W związku z tym, iż system walki został wyraźnie rozbudowany, bossowie znów mają kilka pasków wytrzymałości, nie brakuje także efektownych sekwencji Quick Time Events - jeśli podczas starć z szefami nie używamy broni, to trwają one znacznie dłużej niż w ostatniej odsłonie. Przy okazji przejścia na Dragon Engine w Yakuza 6, deweloper odświeżył skostniałą formułę, tworząc od podstaw większość systemów, konstrukcję świata, animacje, interfejs czy menusy. Rozgrywka stała się dzięki temu bardzo organiczna, w trakcie eksploracji oraz walki praktycznie pozbawiona loadingów. Kiwami 2 wygląda i rusza się tak samo dobrze, a ilość przedmiotów i elementów otoczenia, z którymi Kazuma wchodzi w interakcje, jest jeszcze większa. Jak każda odsłona serii, także i nowa wersja "dwójki" oferuje zatrzęsienie aktywności opcjonalnych. Typowych misji pobocznych jest prawie osiemdziesiąt (niestety, voice-acting obecny jest tylko w kilku), skutecznie wydłużając czas zabawy z wątkiem głównym, tutaj rozpisanym na ok. piętnaście godzin.
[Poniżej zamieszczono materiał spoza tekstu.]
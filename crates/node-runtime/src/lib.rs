//! # Node Runtime Library
//!
//! Exposes the composition root of the validation node for testing. The
//! binary entry point is `main.rs`.
//!
//! - `container/` - configuration and subsystem wiring
//! - `adapters/` - port implementations between subsystems
//! - `handlers/` - event bus consumers

pub mod adapters;
pub mod container;
pub mod handlers;

pub use adapters::RegistryDirectory;
pub use container::{ConfigError, NodeConfig, ValidationNode};
pub use handlers::EventLogHandler;
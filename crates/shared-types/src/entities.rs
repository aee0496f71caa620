//! # Core Identifiers
//!
//! Identity, amount and time primitives for the validation protocol.

use serde::{Deserialize, Serialize};

/// A 32-byte message hash (fingerprint of the fact being attested).
pub type Hash = [u8; 32];

/// A 20-byte Ethereum-style address.
///
/// Used both as validator identity and as caller identity for access checks.
pub type Address = [u8; 20];

/// Token amount in base units.
pub type Amount = u128;

/// Unix timestamp in seconds.
pub type Timestamp = u64;

/// Validation request identifier. Allocated from 1, never reused.
pub type RequestId = u64;

/// Identifier of the payment a validation request guards.
pub type PaymentId = u64;

/// Base units per whole token (18 decimals).
pub const ONE_TOKEN: Amount = 1_000_000_000_000_000_000;

/// The all-zero address. Never a valid governance or requester identity.
pub const ZERO_ADDRESS: Address = [0u8; 20];

/// Which verification path admitted a validator signature.
#[derive(Clone, Copy, Debug, PartialEq, Eq, Hash, Serialize, Deserialize)]
pub enum SignatureKind {
    /// BLS12-381 G1 point checked by pairing against the registered key.
    Point,
    /// secp256k1 signature whose recovered address must equal the signer.
    Classical,
}

/// Render an address as `0x`-prefixed lowercase hex for logs.
pub fn format_address(address: &Address) -> String {
    format!("0x{}", hex::encode(address))
}

/// Parse a `0x`-prefixed (or bare) 40-character hex string into an address.
pub fn parse_address(input: &str) -> Option<Address> {
    let trimmed = input.trim();
    let digits = trimmed.strip_prefix("0x").unwrap_or(trimmed);
    let bytes = hex::decode(digits).ok()?;
    <Address>::try_from(bytes.as_slice()).ok()
}
//! Request domain: records, status transitions, quorum math and signature
//! schemes.

pub mod quorum;
pub mod request;
pub mod scheme;
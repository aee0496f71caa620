//! Scalar helpers for key derivation.

use crate::errors::{CurveError, CurveResult};
pub use bls12_381::Scalar;
use ff::Field;
use sha2::{Digest, Sha512};

/// Minimum input key material accepted by `scalar_from_ikm`.
pub const MIN_IKM_LEN: usize = 32;

const KEYGEN_SALT: &[u8] = b"PV-KEYGEN-BLS12381-V1";

/// Derive a non-zero secret scalar from input key material.
///
/// SHA-512 over a fixed salt and the IKM, reduced modulo the group order.
pub fn scalar_from_ikm(ikm: &[u8]) -> CurveResult<Scalar> {
    if ikm.len() < MIN_IKM_LEN {
        return Err(CurveError::InsufficientKeyMaterial {
            min: MIN_IKM_LEN,
            actual: ikm.len(),
        });
    }

    let mut hasher = Sha512::new();
    hasher.update(KEYGEN_SALT);
    hasher.update(ikm);
    let digest = hasher.finalize();

    let mut wide = [0u8; 64];
    wide.copy_from_slice(&digest);
    let scalar = Scalar::from_bytes_wide(&wide);

    if bool::from(scalar.is_zero()) {
        return Err(CurveError::InvalidScalar);
    }
    Ok(scalar)
}

/// Parse a canonical big-endian scalar (the byte order used by `blst`).
pub fn scalar_from_be_bytes(bytes: &[u8; 32]) -> CurveResult<Scalar> {
    let mut le = *bytes;
    le.reverse();
    let scalar: Option<Scalar> = Scalar::from_bytes(&le).into();
    let scalar = scalar.ok_or(CurveError::InvalidScalar)?;
    if bool::from(scalar.is_zero()) {
        return Err(CurveError::InvalidScalar);
    }
    Ok(scalar)
}

#[cfg(test)]
mod tests {
    use super::*;

    #[test]
    fn test_short_ikm_rejected() {
        assert_eq!(
            scalar_from_ikm(&[1u8; 16]),
            Err(CurveError::InsufficientKeyMaterial { min: 32, actual: 16 })
        );
    }

    #[test]
    fn test_ikm_derivation_is_deterministic() {
        let a = scalar_from_ikm(&[7u8; 32]).unwrap();
        let b = scalar_from_ikm(&[7u8; 32]).unwrap();
        let c = scalar_from_ikm(&[8u8; 32]).unwrap();
        assert_eq!(a, b);
        assert_ne!(a, c);
    }

    #[test]
    fn test_be_bytes_round_trip() {
        let scalar = Scalar::from(0x0102_0304u64);
        let mut be = scalar.to_bytes();
        be.reverse();
        assert_eq!(scalar_from_be_bytes(&be), Ok(scalar));
    }

    #[test]
    fn test_zero_and_non_canonical_rejected() {
        assert_eq!(scalar_from_be_bytes(&[0u8; 32]), Err(CurveError::InvalidScalar));
        assert_eq!(scalar_from_be_bytes(&[0xFF; 32]), Err(CurveError::InvalidScalar));
    }
}
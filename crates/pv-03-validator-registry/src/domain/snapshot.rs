//! Point-in-time view of the active set.

use pv_02_signature_aggregation::BlsPublicKey;
use shared_types::{Address, Timestamp};
use std::collections::HashMap;

/// Immutable copy of the active set taken when a request is created.
///
/// Later slashing or exits do not change a snapshot, so a request's quorum
/// is fixed at creation.
#[derive(Clone, Debug, Default, PartialEq, Eq)]
pub struct ActiveSetSnapshot {
    pub active_count: usize,
    pub public_keys: HashMap<Address, BlsPublicKey>,
    pub taken_at: Timestamp,
}

impl ActiveSetSnapshot {
    pub fn public_key(&self, address: &Address) -> Option<&BlsPublicKey> {
        self.public_keys.get(address)
    }

    pub fn contains(&self, address: &Address) -> bool {
        self.public_keys.contains_key(address)
    }
}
Dodajmy do tego trzygodzinną przygodę Majimy, odświeżony turniej mistrzów sztuk walki (konkurencja "Insane" - w to trzeba zagrać), prowadzenie klubu Four Shine (wciąga jak diabli), możliwość flirtowania z ponętnymi hostessami (znalazła się i gwiazda porno - Aika), znacznie rozbudowany Clan Creator (RTS, w którym pomagamy Goro w budowie Majima Constructions), zabawę w fotografa (pozują prawdziwe modelki), konkurs w oddawaniu moczu (poważnie!), salon gier Segi (Virtua Fighter 2, Virtual-On i UFO Catcher na pokładzie), szukanie kluczy do skrytek czy szereg pomniejszych rozrywek, a okaże się, że zapomnicie o bożym świecie. Niektóre z minigier możemy ponadto rozegrać z drugim graczem z poziomu głównego menu.
[ciekawostka]
Remake po japońsku
Nie ma większego sensu porównywanie poziomu oprawy Kiwami 2 z oryginałem, gdyż z oczywistych powodów dzieli je przepaść. Warto jednak wspomnieć, iż autorzy coraz lepiej radzą sobie z Dragon Engine, w efekcie czego omawiana pozycja to najładniejsza odsłona serii. Tak samo jak w "szóstce", zachwycać można się systemem oświetlenia, efektami cząsteczkowymi, fakturą materiałów, nowymi animacjami, zaawansowaną fizyką, zniszczalnością elementów otoczenia czy rewelacyjnie wykonanymi twarzami postaci (także tych drugoplanowych). Ponadto programistom udało się wyeliminować screen-tearing, a także zaimplementować lepszy antyaliasing - to w tej chwili prawdopodobnie najlepiej wyglądająca gra z segmentu AA na konsolach. Jak zwykle w grach z tego cyklu, wypełnione wysokiej jakości teksturami środowisko gry odwzorowujące wygląd dzielnic Tokio i Osaki pozwala doświadczyć atmosfery japońskich miast bez konieczności ruszania się z domu, a głosy gwaru z azjatyckich ulic tylko potęgują świetne wrażenie. Na wysokości zadania stanęły też osoby odpowiedzialne za nową wersję soundtracku. Cudowny utwór As a Man, As a Brother pozostawiono w oryginalnej aranżacji, świetnie wypadły za to nowe wersje A Scattered Moment czy Fiercest Warrior. W oderwaniu od gry ścieżki dźwiękowej do Kiwami 2 słucha się równie dobrze.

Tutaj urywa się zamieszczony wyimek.